**WHAT IS NEEDED**
Return the records exactly, from the first line through the "user directory lookups." line.
:: RECORDS FOR THIS EXERCISE
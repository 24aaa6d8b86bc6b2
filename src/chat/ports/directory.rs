//! Port for the external user directory.

use crate::chat::domain::{UserId, UserSummary};
use async_trait::async_trait;
use std::sync::Arc;
use thiserror::Error;

/// Result type for user directory lookups.
pub type DirectoryResult<T> = Result<T, DirectoryError>;

/// Read-only view of the user accounts owned by another subsystem.
#[async_trait]
pub trait UserDirectory: Send + Sync {
    /// Looks up a user by identity. Returns `None` for unknown users.
    async fn find_by_id(&self, id: UserId) -> DirectoryResult<Option<UserSummary>>;

    /// Returns users whose name or email matches `query`.
    async fn search(&self, query: &str) -> DirectoryResult<Vec<UserSummary>>;
}

/// Errors returned by user directory implementations.
#[derive(Debug, Clone, Error)]
pub enum DirectoryError {
    /// The directory could not be reached.
    #[error("user directory unavailable: {0}")]
    Unavailable(Arc<dyn std::error::Error + Send + Sync>),
}

impl DirectoryError {
    /// Wraps a transport or backend error.
    pub fn unavailable(err: impl std::error::Error + Send + Sync + 'static) -> Self {
        Self::Unavailable(Arc::new(err))
    }
}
::::
**RESPONSE TO THE EXERCISE**
repository 24aaa6d8b86bc6b2
filename src/chat/ports/directory.rs
//! Port for the external user directory.

use crate::chat::domain::{UserId, UserSummary};
use async_trait::async_trait;
use std::sync::Arc;
use thiserror::Error;

/// Result type for user directory lookups.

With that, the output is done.